L’article II de la Constitution américain énonce des conditions très explicites pour l’exercice de la présidence : le président doit être âgé d’au moins 35 ans, résider aux ÉtatsUnis depuis au moins 14 ans et en être un citoyen de naissance. Par le passé, dans des affaires comparables ayant trait à des membres du Congrès, la Cour suprême a statué que les conditions indiquées dans la Constitution pour accéder aux postes électifs représentaient un « plafond constitutionnel » et qu’aucune condition supplémentaire ne pouvait y être ajoutée d’aucune façon que ce soit. Ainsi, puisque la Constitution n’exige pas que le président ne soit pas inculpé, condamné ou emprisonné, il s’ensuit qu’une personne inculpée ou emprisonnée peut se présenter à ce poste et peut même exercer la fonction présidentielle.
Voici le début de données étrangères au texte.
use chrono::NaiveDate;
use serde::{Deserialize, Serialize};

use super::user::UserDto;
use crate::http::{QueryParams, ToQuery};

backend_enum! {
    pub enum PlayerPosition {
        Goalkeeper => ("GOALKEEPER", "Goalkeeper"),
        Defender => ("DEFENDER", "Defender"),
        Midfielder => ("MIDFIELDER", "Midfielder"),
        Forward => ("FORWARD", "Forward"),
    }
}

backend_enum! {
    /// Status of a player, on a match sheet or on the team roster.
    pub enum PlayerStatus {
        Starter => ("STARTER", "Starter"),
        Substitute => ("SUBSTITUTE", "Substitute"),
        NotPlayed => ("NOT_PLAYED", "Did not play"),
        Injured => ("INJURED", "Injured"),
        Suspended => ("SUSPENDED", "Suspended"),
        Expelled => ("EXPELLED", "Expelled"),
        Reserve => ("RESERVE", "Reserve"),
    }
}

impl PlayerStatus {
    /// Statuses a coach may pick when composing a match sheet.
    pub fn selectable() -> Vec<PlayerStatus> {
        vec![
            PlayerStatus::Starter,
            PlayerStatus::Substitute,
            PlayerStatus::Reserve,
            PlayerStatus::Injured,
            PlayerStatus::Suspended,
        ]
    }

    pub fn badge_color(&self) -> &'static str {
        match self {
            PlayerStatus::Starter => "badge-success",
            PlayerStatus::Substitute => "badge-info",
            PlayerStatus::Injured => "badge-warning",
            PlayerStatus::Suspended | PlayerStatus::Expelled => "badge-error",
            _ => "badge-ghost",
        }
    }
}

/// A player is a user with the player-specific fields filled in.
pub type PlayerDto = UserDto;

/// Payload of the coach player registration.
///
/// When `user_id` is set the existing user is attached to the team; otherwise a new
/// account is created from the remaining fields.
#[derive(Serialize, Deserialize, Debug, Clone, PartialEq, Default)]
#[serde(rename_all = "camelCase", default)]
pub struct RegisterPlayerDto {
    #[serde(skip_serializing_if = "Option::is_none")]
    pub user_id: Option<i64>,
    pub email: String,
    #[serde(skip_serializing_if = "Option::is_none")]
    pub password: Option<String>,
    #[serde(skip_serializing_if = "Option::is_none")]
    pub phone: Option<String>,
    pub user_name: String,
    pub first_name: String,
    pub last_name: String,
    #[serde(skip_serializing_if = "Option::is_none")]
    pub address: Option<String>,
    #[serde(skip_serializing_if = "Option::is_none")]
    pub profile_picture: Option<String>,
    #[serde(skip_serializing_if = "Option::is_none")]
    pub license_number: Option<String>,
    #[serde(skip_serializing_if = "Option::is_none")]
    pub date_of_birth: Option<NaiveDate>,
    #[serde(skip_serializing_if = "Option::is_none")]
    pub position: Option<PlayerPosition>,
    #[serde(skip_serializing_if = "Option::is_none")]
    pub status: Option<PlayerStatus>,
}

#[derive(Serialize, Deserialize, Debug, Clone, PartialEq, Default)]
#[serde(rename_all = "camelCase", default)]
pub struct UpdatePlayerDto {
    pub id: i64,
    #[serde(skip_serializing_if = "Option::is_none")]
    pub email: Option<String>,
    #[serde(skip_serializing_if = "Option::is_none")]
    pub phone: Option<String>,
    #[serde(skip_serializing_if = "Option::is_none")]
    pub user_name: Option<String>,
    #[serde(skip_serializing_if = "Option::is_none")]
    pub first_name: Option<String>,
    #[serde(skip_serializing_if = "Option::is_none")]
    pub last_name: Option<String>,
    #[serde(skip_serializing_if = "Option::is_none")]
    pub address: Option<String>,
    #[serde(skip_serializing_if = "Option::is_none")]
    pub profile_picture: Option<String>,
    #[serde(skip_serializing_if = "Option::is_none")]
    pub license_number: Option<String>,
    #[serde(skip_serializing_if = "Option::is_none")]
    pub date_of_birth: Option<NaiveDate>,
    #[serde(skip_serializing_if = "Option::is_none")]
    pub position: Option<PlayerPosition>,
    #[serde(skip_serializing_if = "Option::is_none")]
    pub status: Option<PlayerStatus>,
}

/// Aggregated statistics of a player over a competition.
#[derive(Serialize, Deserialize, Debug, Clone, PartialEq, Default)]
#[serde(rename_all = "camelCase", default)]
pub struct PlayerPerformanceDto {
    pub id: Option<i64>,
    pub player_id: Option<i64>,
    pub player_name: Option<String>,
    pub competition_id: Option<i64>,
    pub competition_name: Option<String>,
    pub total_matches: Option<i32>,
    pub total_minutes_played: Option<i32>,
    pub total_fouls: Option<i32>,
    pub total_yellow_cards: Option<i32>,
    pub total_red_cards: Option<i32>,
    pub total_goals: Option<i32>,
    pub total_assists: Option<i32>,
    pub total_shots: Option<i32>,
    pub shots_on_target: Option<i32>,
    pub penalties_scored: Option<i32>,
    pub penalties_taken: Option<i32>,
    pub successful_dribbles: Option<i32>,
    pub pass_accuracy: Option<f64>,
    pub successful_passes: Option<i32>,
    pub balls_recovered: Option<i32>,
    pub successful_crosses: Option<i32>,
    pub interceptions: Option<i32>,
    pub balls_lost: Option<i32>,
    pub saves_made: Option<i32>,
    pub clean_sheets: Option<i32>,
    pub penalties_saved: Option<i32>,
    pub goals_conceded: Option<i32>,
    pub save_percentage: Option<f64>,
    pub rating: Option<f64>,
    pub notes: Option<String>,
}

/// Per-match statistics entered by an organizer.
#[derive(Serialize, Deserialize, Debug, Clone, PartialEq, Default)]
#[serde(rename_all = "camelCase", default)]
pub struct MatchPerformanceDto {
    pub id: Option<i64>,
    pub player_id: Option<i64>,
    pub player_name: Option<String>,
    pub match_id: Option<i64>,
    pub goals_scored: Option<i32>,
    pub assists: Option<i32>,
    pub yellow_cards: Option<i32>,
    pub red_cards: Option<i32>,
    pub minutes_played: Option<i32>,
    pub shots_on_target: Option<i32>,
    pub penalties_scored: Option<i32>,
    pub penalties_taken: Option<i32>,
    pub successful_dribbles: Option<i32>,
    pub pass_accuracy: Option<f64>,
    pub successful_passes: Option<i32>,
    pub balls_recovered: Option<i32>,
    pub successful_crosses: Option<i32>,
    pub interceptions: Option<i32>,
    pub balls_lost: Option<i32>,
    pub saves_made: Option<i32>,
    pub clean_sheets: Option<i32>,
    pub penalties_saved: Option<i32>,
    pub goals_conceded: Option<i32>,
    pub save_percentage: Option<f64>,
    pub rating: Option<f64>,
    pub notes: Option<String>,
}

/// Query of `GET /players`.
#[derive(Debug, Clone, Default, PartialEq)]
pub struct PlayerFilter {
    pub user_name: Option<String>,
    pub first_name: Option<String>,
    pub last_name: Option<String>,
    pub position: Option<PlayerPosition>,
    pub status: Option<PlayerStatus>,
    pub team_name: Option<String>,
    pub competition_name: Option<String>,
    pub team_id: Option<i64>,
    pub competition_id: Option<i64>,
}

impl ToQuery for PlayerFilter {
    fn to_query(&self) -> QueryParams {
        QueryParams::new()
            .with_opt("userName", self.user_name.as_ref())
            .with_opt("firstName", self.first_name.as_ref())
            .with_opt("lastName", self.last_name.as_ref())
            .with_opt("position", self.position.as_ref().map(|p| p.as_str().to_string()))
            .with_opt("status", self.status.as_ref().map(|s| s.as_str().to_string()))
            .with_opt("teamName", self.team_name.as_ref())
            .with_opt("competitionName", self.competition_name.as_ref())
            .with_opt("teamId", self.team_id)
            .with_opt("competitionId", self.competition_id)
    }
}
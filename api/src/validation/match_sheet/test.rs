use super::*;

fn row(player_id: i64, status: Option<PlayerStatus>, number: Option<u32>) -> PlayerParticipationDto {
    PlayerParticipationDto {
        player_id: Some(player_id),
        player_name: Some(format!("Player {}", player_id)),
        player_status: status,
        shirt_number: number,
        ..Default::default()
    }
}

fn sheet(status: MatchSheetStatus, players: Vec<PlayerParticipationDto>) -> CoachMatchSheetDto {
    CoachMatchSheetDto {
        id: Some(12),
        match_id: Some(3),
        status: Some(status),
        strategy: Some("4-4-2".to_string()),
        player_participations: players,
        ..Default::default()
    }
}

/// Tests that distinct shirt numbers produce no duplicate message.
///
/// Expected: None
#[test]
fn no_duplicates_for_distinct_numbers() {
    let players = vec![
        row(1, Some(PlayerStatus::Starter), Some(1)),
        row(2, Some(PlayerStatus::Starter), Some(7)),
        row(3, Some(PlayerStatus::Substitute), Some(10)),
    ];

    assert!(duplicate_shirt_numbers(&players).is_empty());
    assert_eq!(check_duplicate_shirt_numbers(&players), None);
}

/// Tests that missing and zero shirt numbers are never reported as duplicates.
///
/// Expected: None even though several rows share "no number"
#[test]
fn empty_numbers_are_ignored() {
    let players = vec![
        row(1, None, None),
        row(2, None, None),
        row(3, None, Some(0)),
        row(4, None, Some(0)),
    ];

    assert_eq!(check_duplicate_shirt_numbers(&players), None);
}

/// Tests that each duplicated number is listed once, in order of first repetition.
///
/// Expected: [7, 10] and a message naming both
#[test]
fn lists_each_duplicate_once() {
    let players = vec![
        row(1, None, Some(10)),
        row(2, None, Some(7)),
        row(3, None, Some(7)),
        row(4, None, Some(10)),
        row(5, None, Some(7)),
    ];

    assert_eq!(duplicate_shirt_numbers(&players), vec![7, 10]);

    let message = check_duplicate_shirt_numbers(&players).unwrap();
    assert_eq!(
        message,
        "Duplicate shirt number(s): 7, 10. Each player must have a unique number."
    );
}

/// Tests the per-row highlight check.
///
/// Expected: true only for a number worn twice
#[test]
fn highlights_duplicated_rows_only() {
    let players = vec![
        row(1, None, Some(9)),
        row(2, None, Some(9)),
        row(3, None, Some(4)),
    ];

    assert!(is_shirt_number_duplicated(&players, Some(9)));
    assert!(!is_shirt_number_duplicated(&players, Some(4)));
    assert!(!is_shirt_number_duplicated(&players, Some(0)));
    assert!(!is_shirt_number_duplicated(&players, None));
}

/// Tests which sheet statuses allow editing.
///
/// Expected: only DRAFT and UNVALIDATED are editable
#[test]
fn editable_statuses() {
    for status in MatchSheetStatus::variants() {
        let expected = matches!(
            status,
            MatchSheetStatus::Draft | MatchSheetStatus::Unvalidated
        );
        assert_eq!(status.is_editable(), expected, "{:?}", status);
    }
    assert!(!MatchSheetStatus::Unknown("ARCHIVED".to_string()).is_editable());
}

/// Tests that a player without a status blocks submission.
///
/// Expected: Err(IncompleteLineup)
#[test]
fn submission_requires_a_status_for_everyone() {
    let players = vec![
        row(1, Some(PlayerStatus::Starter), Some(1)),
        row(2, None, None),
    ];

    assert_eq!(
        validate_for_submission(&players, "Press high"),
        Err(MatchSheetError::IncompleteLineup)
    );
}

/// Tests that a starter without a shirt number blocks submission.
///
/// Expected: Err(IncompleteLineup), while a numberless substitute is fine
#[test]
fn submission_requires_numbers_for_starters() {
    let starter_without_number = vec![
        row(1, Some(PlayerStatus::Starter), Some(0)),
        row(2, Some(PlayerStatus::Substitute), None),
    ];
    assert_eq!(
        validate_for_submission(&starter_without_number, "Press high"),
        Err(MatchSheetError::IncompleteLineup)
    );

    let substitute_without_number = vec![
        row(1, Some(PlayerStatus::Starter), Some(1)),
        row(2, Some(PlayerStatus::Substitute), None),
    ];
    assert_eq!(
        validate_for_submission(&substitute_without_number, "Press high"),
        Ok(())
    );
}

/// Tests the order in which submission checks run.
///
/// Expected: lineup first, then duplicates, then strategy
#[test]
fn submission_checks_run_in_order() {
    let incomplete_and_duplicated = vec![
        row(1, Some(PlayerStatus::Starter), Some(5)),
        row(2, Some(PlayerStatus::Starter), Some(5)),
        row(3, None, None),
    ];
    assert_eq!(
        validate_for_submission(&incomplete_and_duplicated, ""),
        Err(MatchSheetError::IncompleteLineup)
    );

    let duplicated = vec![
        row(1, Some(PlayerStatus::Starter), Some(5)),
        row(2, Some(PlayerStatus::Starter), Some(5)),
    ];
    assert_eq!(
        validate_for_submission(&duplicated, ""),
        Err(MatchSheetError::DuplicateShirtNumbers(vec![5]))
    );

    let valid = vec![
        row(1, Some(PlayerStatus::Starter), Some(5)),
        row(2, Some(PlayerStatus::Starter), Some(6)),
    ];
    assert_eq!(
        validate_for_submission(&valid, "   "),
        Err(MatchSheetError::MissingStrategy)
    );
}

/// Tests that saving a draft only checks for duplicates.
///
/// Expected: Ok for an incomplete lineup, Err for duplicates
#[test]
fn save_only_rejects_duplicates() {
    let incomplete = vec![row(1, None, None), row(2, None, Some(3))];
    assert_eq!(validate_for_save(&incomplete), Ok(()));

    let duplicated = vec![row(1, None, Some(3)), row(2, None, Some(3))];
    assert_eq!(
        validate_for_save(&duplicated),
        Err(MatchSheetError::DuplicateShirtNumbers(vec![3]))
    );
}

/// Tests seeding a draft from the roster when the sheet lists no players.
///
/// Expected: one row per roster player with no status, position or number and zeroed counters
#[test]
fn draft_seeds_from_roster() {
    let roster = vec![
        PlayerDto {
            id: Some(21),
            first_name: Some("Ada".to_string()),
            last_name: Some("Diallo".to_string()),
            ..Default::default()
        },
        PlayerDto {
            id: Some(22),
            user_name: Some("kbenz".to_string()),
            ..Default::default()
        },
    ];

    let draft = MatchSheetDraft::from_sheet(sheet(MatchSheetStatus::Draft, vec![]), &roster);

    assert_eq!(draft.players.len(), 2);
    assert_eq!(draft.strategy, "4-4-2");

    let first = &draft.players[0];
    assert_eq!(first.player_id, Some(21));
    assert_eq!(first.player_name.as_deref(), Some("Ada Diallo"));
    assert_eq!(first.match_sheet_id, Some(12));
    assert_eq!(first.player_status, None);
    assert_eq!(first.position, None);
    assert_eq!(first.shirt_number, None);
    assert_eq!(first.goals_scored, Some(0));
    assert_eq!(first.yellow_cards, Some(0));
    assert_eq!(first.red_cards, Some(0));
    assert_eq!(first.minutes_played, Some(0));
    assert_eq!(first.substitution_in_time, None);

    assert_eq!(draft.players[1].player_name.as_deref(), Some("kbenz"));
}

/// Tests that existing participations win over the roster.
///
/// Expected: the sheet's rows are kept unchanged
#[test]
fn draft_keeps_existing_participations() {
    let existing = vec![row(1, Some(PlayerStatus::Starter), Some(9))];
    let roster = vec![PlayerDto {
        id: Some(99),
        ..Default::default()
    }];

    let draft =
        MatchSheetDraft::from_sheet(sheet(MatchSheetStatus::Draft, existing.clone()), &roster);

    assert_eq!(draft.players, existing);
}

/// Tests editing a row by player id.
///
/// Expected: only the targeted row changes, and a zero number clears the number
#[test]
fn draft_edits_rows_by_player_id() {
    let mut draft = MatchSheetDraft::from_sheet(
        sheet(
            MatchSheetStatus::Draft,
            vec![row(1, None, None), row(2, None, None)],
        ),
        &[],
    );

    draft.set_status(2, Some(PlayerStatus::Starter));
    draft.set_position(2, Some(PlayerPosition::Forward));
    draft.set_shirt_number(2, Some(11));
    draft.set_status(404, Some(PlayerStatus::Injured));

    assert_eq!(draft.players[0].player_status, None);
    assert_eq!(draft.players[1].player_status, Some(PlayerStatus::Starter));
    assert_eq!(draft.players[1].position, Some(PlayerPosition::Forward));
    assert_eq!(draft.players[1].shirt_number, Some(11));

    draft.set_shirt_number(2, Some(0));
    assert_eq!(draft.players[1].shirt_number, None);
}

/// Tests the payload built for final submission.
///
/// Expected: status SUBMITTED with the draft's players and strategy
#[test]
fn submit_payload_sets_submitted_status() {
    let mut draft = MatchSheetDraft::from_sheet(
        sheet(
            MatchSheetStatus::Unvalidated,
            vec![row(1, Some(PlayerStatus::Starter), Some(1))],
        ),
        &[],
    );
    draft.strategy = "Counter-attack".to_string();

    let payload = draft.to_submit_payload().unwrap();

    assert_eq!(payload.status, Some(MatchSheetStatus::Submitted));
    assert_eq!(payload.strategy.as_deref(), Some("Counter-attack"));
    assert_eq!(payload.player_participations, draft.players);
    assert_eq!(payload.id, Some(12));

    let saved = draft.to_save_payload().unwrap();
    assert_eq!(saved.status, Some(MatchSheetStatus::Unvalidated));
}

/// Tests that a submitted sheet can no longer produce payloads.
///
/// Expected: Err(NotEditable)
#[test]
fn locked_sheet_rejects_payloads() {
    let draft = MatchSheetDraft::from_sheet(
        sheet(
            MatchSheetStatus::Submitted,
            vec![row(1, Some(PlayerStatus::Starter), Some(1))],
        ),
        &[],
    );

    assert!(!draft.is_editable());
    assert_eq!(
        draft.to_save_payload(),
        Err(MatchSheetError::NotEditable(Some(MatchSheetStatus::Submitted)))
    );
    assert!(draft.to_submit_payload().is_err());
}

/// Tests a sheet the backend returned without a status.
///
/// Expected: locked like any non-editable sheet, for both save and submit
#[test]
fn draft_without_status_is_locked() {
    let draft = MatchSheetDraft::from_sheet(
        CoachMatchSheetDto {
            status: None,
            ..sheet(
                MatchSheetStatus::Draft,
                vec![row(1, Some(PlayerStatus::Starter), Some(1))],
            )
        },
        &[],
    );

    assert!(!draft.is_editable());
    assert_eq!(
        draft.to_save_payload(),
        Err(MatchSheetError::NotEditable(None))
    );
    assert_eq!(
        draft.to_submit_payload(),
        Err(MatchSheetError::NotEditable(None))
    );
    assert_eq!(
        MatchSheetError::NotEditable(None).to_string(),
        "This match sheet can no longer be modified (no status)."
    );
}

/// Tests reading the shirt-number input.
///
/// Expected: blank and zero clear the number, anything that is not 1 to 99 is an error
#[test]
fn shirt_number_input() {
    assert_eq!(parse_shirt_number(" 10 "), Ok(Some(10)));
    assert_eq!(parse_shirt_number("99"), Ok(Some(99)));
    assert_eq!(parse_shirt_number(""), Ok(None));
    assert_eq!(parse_shirt_number("0"), Ok(None));

    for input in ["abc", "-4", "7.5", "100"] {
        assert_eq!(
            parse_shirt_number(input),
            Err(MatchSheetError::InvalidShirtNumber(input.to_string())),
            "{input}"
        );
    }
    assert_eq!(
        MatchSheetError::InvalidShirtNumber("abc".to_string()).to_string(),
        "\"abc\" is not a shirt number. Use a whole number from 1 to 99."
    );
}

/// Tests grouping players for the read-only viewer.
///
/// Expected: one group per status, starters ordered by shirt number
#[test]
fn summary_groups_by_status() {
    let players = vec![
        row(1, Some(PlayerStatus::Starter), Some(9)),
        row(2, Some(PlayerStatus::Starter), Some(1)),
        row(3, Some(PlayerStatus::Substitute), Some(14)),
        row(4, Some(PlayerStatus::Injured), None),
        row(5, Some(PlayerStatus::Reserve), None),
        row(6, None, None),
        row(7, Some(PlayerStatus::Expelled), Some(4)),
    ];

    let summary = MatchSheetSummary::new(&players);

    let starters: Vec<_> = summary.starters.iter().map(|p| p.player_id).collect();
    assert_eq!(starters, vec![Some(2), Some(1)]);
    assert_eq!(summary.substitutes.len(), 1);
    assert_eq!(summary.injured.len(), 1);
    assert_eq!(summary.reserves.len(), 1);
    assert_eq!(summary.expelled.len(), 1);
    assert_eq!(summary.unassigned.len(), 1);
    assert!(summary.not_played.is_empty());
    assert_eq!(summary.assigned_count(), 6);
}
C’est la norme juridique qui s’applique à Donald Trump : selon la Constitution, son inculpation et son éventuel procès ne l’empêcheraient pas de se porter candidat et, le cas échéant, d’exercer la fonction suprême. Il n’en demeure pas moins qu’une inculpation et, à plus forte raison, une condamnation, sans même parler d’une peine d’emprisonnement, compromettraient considérablement la capacité d’un président à exercer ses fonctions. Et la Constitution ne fournit pas de réponse facile au problème que poserait l’exercice du pouvoir par un chef de l’exécutif aussi affaibli.
Que dit le ministère de la Justice ?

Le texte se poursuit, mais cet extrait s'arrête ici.